◆ ABOUT THIS EXERCISE ◆
Within this material, find every line where the string "default" appears, and copy it out.

◆ PROVIDED MATERIAL ◆
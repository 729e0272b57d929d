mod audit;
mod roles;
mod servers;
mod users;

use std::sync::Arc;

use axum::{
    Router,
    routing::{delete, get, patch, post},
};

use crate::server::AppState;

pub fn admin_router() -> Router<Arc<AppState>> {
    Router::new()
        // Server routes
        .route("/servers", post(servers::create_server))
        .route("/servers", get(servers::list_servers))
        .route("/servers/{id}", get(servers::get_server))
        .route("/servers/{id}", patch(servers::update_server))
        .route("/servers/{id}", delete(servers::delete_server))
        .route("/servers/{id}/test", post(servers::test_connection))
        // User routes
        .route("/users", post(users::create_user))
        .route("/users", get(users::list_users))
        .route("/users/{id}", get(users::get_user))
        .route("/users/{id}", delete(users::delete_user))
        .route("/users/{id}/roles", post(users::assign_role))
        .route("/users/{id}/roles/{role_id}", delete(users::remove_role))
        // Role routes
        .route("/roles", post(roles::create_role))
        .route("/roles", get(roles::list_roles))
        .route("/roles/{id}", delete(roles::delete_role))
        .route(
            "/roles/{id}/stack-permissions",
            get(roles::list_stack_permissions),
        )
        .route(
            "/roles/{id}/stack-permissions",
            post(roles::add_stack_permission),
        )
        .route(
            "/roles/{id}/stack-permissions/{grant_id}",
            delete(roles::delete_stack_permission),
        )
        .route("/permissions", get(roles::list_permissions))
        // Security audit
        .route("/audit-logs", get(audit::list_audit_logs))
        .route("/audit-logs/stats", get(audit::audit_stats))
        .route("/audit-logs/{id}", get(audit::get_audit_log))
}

==

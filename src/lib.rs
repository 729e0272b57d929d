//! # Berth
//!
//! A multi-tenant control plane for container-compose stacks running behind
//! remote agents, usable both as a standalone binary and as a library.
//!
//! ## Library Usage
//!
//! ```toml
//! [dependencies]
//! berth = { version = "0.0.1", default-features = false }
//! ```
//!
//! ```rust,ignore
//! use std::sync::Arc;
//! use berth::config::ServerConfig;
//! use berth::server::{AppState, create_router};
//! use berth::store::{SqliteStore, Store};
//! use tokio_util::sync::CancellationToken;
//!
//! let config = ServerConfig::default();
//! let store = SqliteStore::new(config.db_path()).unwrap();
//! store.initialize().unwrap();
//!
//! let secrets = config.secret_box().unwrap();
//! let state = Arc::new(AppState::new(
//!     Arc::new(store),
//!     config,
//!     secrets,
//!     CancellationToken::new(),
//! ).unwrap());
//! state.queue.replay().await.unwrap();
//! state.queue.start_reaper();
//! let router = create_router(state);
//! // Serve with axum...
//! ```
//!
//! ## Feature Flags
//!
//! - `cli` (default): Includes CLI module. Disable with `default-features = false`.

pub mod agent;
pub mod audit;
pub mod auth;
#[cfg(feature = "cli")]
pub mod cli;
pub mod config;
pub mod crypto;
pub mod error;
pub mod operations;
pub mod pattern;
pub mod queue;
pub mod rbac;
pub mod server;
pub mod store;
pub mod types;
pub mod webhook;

◆ SOLUTION TO THE PROBLEM ◆
//! berth = { version = "0.0.1", default-features = false }
//! let config = ServerConfig::default();
//! - `cli` (default): Includes CLI module. Disable with `default-features = false`.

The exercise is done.